Further, the decoder interprets the one or more FCP syntax based on the side information (block 1208). Interpreting the one or more FCP syntax includes determining a coefficient position with respect to the encoded portion of the video content based on the one or more index values and the side information.

Further, the decoder decodes the encoded portion of the video content according to the coefficient position (block 1210).

In some implementations, the encoded portion of the video content can include at least one of a coding unit or a transform unit of the video content.

In some implementations, interpreting the one or more FCP syntax can include determining, based on the side information, to decode the encoded portion of the video content according to the forward coefficient scan order. Decoding the encoded portion of the video content according to the coefficient position can include performing a forward coefficient scan with respect to the encoded portion of the video content starting with the coefficient position.

In some implementations, interpreting the one or more FCP syntax can include determining, based on the side information, to decode the encoded portion of the video content according to the reverse coefficient scan order. Decoding the encoded portion of the video content according to the coefficient position can include performing a reverse coefficient scan with respect to the encoded portion of the video content starting with the coefficient position.

In some implementations, the one or more FCP syntax can indicate a single index value. The coefficient position can be determined based on the single index value.

In some implementations, the one or more FCP syntax can indicate a plurality of index values. The coefficient position can be determined based on the plurality of index values.

In some implementations, the coefficient position can be determined based on one or more functions having at least some of the plurality of index values as inputs.

In some implementations, determining the coefficient position with respect to the encoded portion of the video content can include determining an x-coordinate corresponding the coefficient position.

In some implementations, determining the coefficient position with respect to the encoded portion of the video content can include determining a y-coordinate corresponding the coefficient position.
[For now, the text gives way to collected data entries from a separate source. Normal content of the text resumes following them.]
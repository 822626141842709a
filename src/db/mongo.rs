//! MongoDB document store driver.
//!
//! Each document is stored with its string id as `_id`; the field is stripped
//! again on the way out so callers only ever see their own JSON.

use std::time::Duration;

use async_trait::async_trait;
use futures_util::TryStreamExt;
use mongodb::{
    bson::{self, doc, Document},
    options::{ClientOptions, ReturnDocument},
    Client, Collection, Database,
};
use serde_json::{Map, Value};

use super::{DocumentStore, StoreError, StoreResult};

pub struct MongoDocumentStore {
    database: Database,
}

impl MongoDocumentStore {
    /// Build a client for `connection_string`. No traffic happens until the
    /// first operation; call [`DocumentStore::ping`] to verify reachability.
    pub async fn connect(connection_string: &str, database: &str) -> StoreResult<Self> {
        let mut options = ClientOptions::parse(connection_string)
            .await
            .map_err(backend_error)?;
        options.server_selection_timeout = Some(Duration::from_secs(5));

        let client = Client::with_options(options).map_err(backend_error)?;

        Ok(Self {
            database: client.database(database),
        })
    }

    fn collection(&self, name: &str) -> Collection<Document> {
        self.database.collection::<Document>(name)
    }
}

fn backend_error(err: mongodb::error::Error) -> StoreError {
    StoreError::BackendUnavailable(err.to_string())
}

fn to_document(id: &str, value: Value) -> StoreResult<Document> {
    let mut document =
        bson::to_document(&value).map_err(|e| StoreError::InvalidInput(e.to_string()))?;
    document.insert("_id", id);
    Ok(document)
}

fn from_document(mut document: Document) -> StoreResult<Value> {
    document.remove("_id");
    bson::from_document(document).map_err(|e| StoreError::MalformedData(e.to_string()))
}

#[async_trait]
impl DocumentStore for MongoDocumentStore {
    fn backend_type(&self) -> &'static str {
        "mongodb"
    }

    async fn ping(&self) -> StoreResult<()> {
        self.database
            .run_command(doc! { "ping": 1 })
            .await
            .map_err(backend_error)?;
        Ok(())
    }

    async fn set_document(&self, collection: &str, id: &str, document: Value) -> StoreResult<()> {
        let document = to_document(id, document)?;
        self.collection(collection)
            .replace_one(doc! { "_id": id }, document)
            .upsert(true)
            .await
            .map_err(backend_error)?;
        Ok(())
    }

    async fn get_document(&self, collection: &str, id: &str) -> StoreResult<Option<Value>> {
        self.collection(collection)
            .find_one(doc! { "_id": id })
            .await
            .map_err(backend_error)?
            .map(from_document)
            .transpose()
    }

    async fn list_documents(&self, collection: &str) -> StoreResult<Vec<Value>> {
        let mut cursor = self
            .collection(collection)
            .find(doc! {})
            .await
            .map_err(backend_error)?;

        let mut documents = Vec::new();
        while let Some(document) = cursor.try_next().await.map_err(backend_error)? {
            documents.push(from_document(document)?);
        }
        Ok(documents)
    }

    async fn increment_field(
        &self,
        collection: &str,
        id: &str,
        field: &str,
        amount: i64,
        set: Map<String, Value>,
    ) -> StoreResult<Option<Value>> {
        // `$inc` treats a missing field as zero and is atomic on one document.
        let mut inc = Document::new();
        inc.insert(field, amount);

        let mut update = doc! { "$inc": inc };
        if !set.is_empty() {
            let set = bson::to_document(&Value::Object(set))
                .map_err(|e| StoreError::InvalidInput(e.to_string()))?;
            update.insert("$set", set);
        }

        self.collection(collection)
            .find_one_and_update(doc! { "_id": id }, update)
            .return_document(ReturnDocument::After)
            .await
            .map_err(backend_error)?
            .map(from_document)
            .transpose()
    }
}
//! Intern model matching the portal's stored intern records.

use serde::{Deserialize, Serialize};

/// A single intern on the roster.
#[derive(Debug, Clone, Serialize, Deserialize, PartialEq, Eq)]
#[serde(rename_all = "camelCase")]
pub struct Intern {
    pub id: i64,
    pub name: String,
    pub referral_code: String,
    /// Cumulative donations; stored documents without the field count as zero.
    #[serde(default)]
    pub donations_raised: i64,
    pub email: String,
    pub department: String,
    pub join_date: String,
    pub avatar: String,
    /// Set by the donation increment, RFC 3339.
    #[serde(default, skip_serializing_if = "Option::is_none")]
    pub last_updated: Option<String>,
}

/// Request body for `PUT /api/interns/{id}/donations`.
///
/// `amount` is kept loose so that numeric strings are accepted as well.
#[derive(Debug, Clone, Deserialize)]
pub struct DonationRequest {
    #[serde(default)]
    pub amount: Option<serde_json::Value>,
}

impl DonationRequest {
    /// Parse the amount into a whole number, truncating fractional values.
    /// Values outside the `i64` range are rejected.
    pub fn parse_amount(&self) -> Option<i64> {
        match self.amount.as_ref()? {
            serde_json::Value::Number(n) => n.as_i64().or_else(|| {
                n.as_f64()
                    .filter(|f| f.is_finite() && f.abs() < i64::MAX as f64)
                    .map(|f| f.trunc() as i64)
            }),
            serde_json::Value::String(s) => s.trim().parse::<i64>().ok(),
            _ => None,
        }
    }
}

/// The roster the local store hands out before anything has been saved.
pub fn default_interns() -> Vec<Intern> {
    let seed = [
        (1, "Siya Shrivastava", "siya2025", 18000, "siya@example.com", "Frontend Development", "2024-01-15", "👩‍💻"),
        (2, "Madhu Kumari", "madhu2025", 12000, "madhu@example.com", "Backend Development", "2024-01-20", "👩‍💼"),
        (3, "Priti Kumari", "priti2025", 9500, "priti@example.com", "UI/UX Design", "2024-02-01", "🎨"),
        (4, "Aishvariya Shrivastava", "aishvariya2025", 7000, "aishvariya@example.com", "Data Science", "2024-02-10", "📊"),
        (5, "Shakshi Patel", "shakshi2025", 5000, "shakshi@example.com", "Mobile Development", "2024-02-15", "📱"),
    ];

    seed.into_iter()
        .map(
            |(id, name, referral_code, donations_raised, email, department, join_date, avatar)| Intern {
                id,
                name: name.to_string(),
                referral_code: referral_code.to_string(),
                donations_raised,
                email: email.to_string(),
                department: department.to_string(),
                join_date: join_date.to_string(),
                avatar: avatar.to_string(),
                last_updated: None,
            },
        )
        .collect()
}

#[cfg(test)]
mod tests {
    use super::*;
    use serde_json::json;

    #[test]
    fn test_default_roster() {
        let interns = default_interns();
        assert_eq!(interns.len(), 5);
        assert_eq!(interns[0].name, "Siya Shrivastava");
        assert_eq!(interns[0].donations_raised, 18000);
        assert_eq!(interns.iter().map(|i| i.donations_raised).sum::<i64>(), 51500);
    }

    #[test]
    fn test_camel_case_wire_format() {
        let value = serde_json::to_value(&default_interns()[1]).unwrap();
        assert_eq!(value["referralCode"], "madhu2025");
        assert_eq!(value["donationsRaised"], 12000);
        assert_eq!(value["joinDate"], "2024-01-20");
        assert!(value.get("lastUpdated").is_none());
    }

    #[test]
    fn test_missing_donations_default_to_zero() {
        let intern: Intern = serde_json::from_value(json!({
            "id": 9,
            "name": "New",
            "referralCode": "new2025",
            "email": "new@example.com",
            "department": "QA",
            "joinDate": "2024-03-01",
            "avatar": "🧪"
        }))
        .unwrap();
        assert_eq!(intern.donations_raised, 0);
    }

    #[test]
    fn test_parse_amount() {
        let parse = |v: serde_json::Value| DonationRequest { amount: Some(v) }.parse_amount();
        assert_eq!(parse(json!(250)), Some(250));
        assert_eq!(parse(json!("300")), Some(300));
        assert_eq!(parse(json!(12.9)), Some(12));
        assert_eq!(parse(json!(0.5)), Some(0));
        assert_eq!(parse(json!(1e300)), None);
        assert_eq!(parse(json!(-1e300)), None);
        assert_eq!(parse(json!(u64::MAX)), None);
        assert_eq!(parse(json!("9223372036854775808")), None);
        assert_eq!(parse(json!("abc")), None);
        assert_eq!(parse(json!(null)), None);
        assert_eq!(DonationRequest { amount: None }.parse_amount(), None);
    }
}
In some implementations, determining the side information can include determining that the encoded portion of the video content is encoded according to at least one of a discrete cosine transform (DCT) type, asymmetric discrete sine transform (ADST) type, discrete sine transform (DST) type, flipped DCT type, flipped DST type, or flipped DST type (e.g., 1D or 2D). Interpreting the one or more FCP syntax can include determining a sequentially last significant coefficient position of the encoded portion of the video content based on the one or more FCP syntax.

In some implementations, determining the side information can include determining that the encoded portion of the video content is encoded according to an identity transform type (e.g., 1D or 2D). Interpreting the one or more FCP syntax can include determining a sequentially first significant coefficient position of the encoded portion of the video content based on the one or more FCP syntax.

FIG. 12B shows an example process 1220 for encoding video content. The process 1220 can be performed, at least in part, using a system having a decoder (e.g., as shown in FIGS. 1, 2, 6, and 7).

According to the process 1220, an encoder accesses video content for encoding (block 1222)

Further, the encoder generates a bitstream representing the video content (block 1224).

Generating the bitstream includes generating a first encoded portion of the video content (block 1224a), determining a coefficient position associated with the encoded portion of the video content (block 1224b), generating side information representing one or more characteristics of an encoded portion of the video content (block 1224c), generating one or more flexible coefficient position (FCP) syntax based on the coefficient and the side information, where the one or more FCP syntax indicate one or more index values (block 1224d), and including first encoded portion of the video content, the one or more FCP syntax, and the side information in the bitstrem (block 1224e).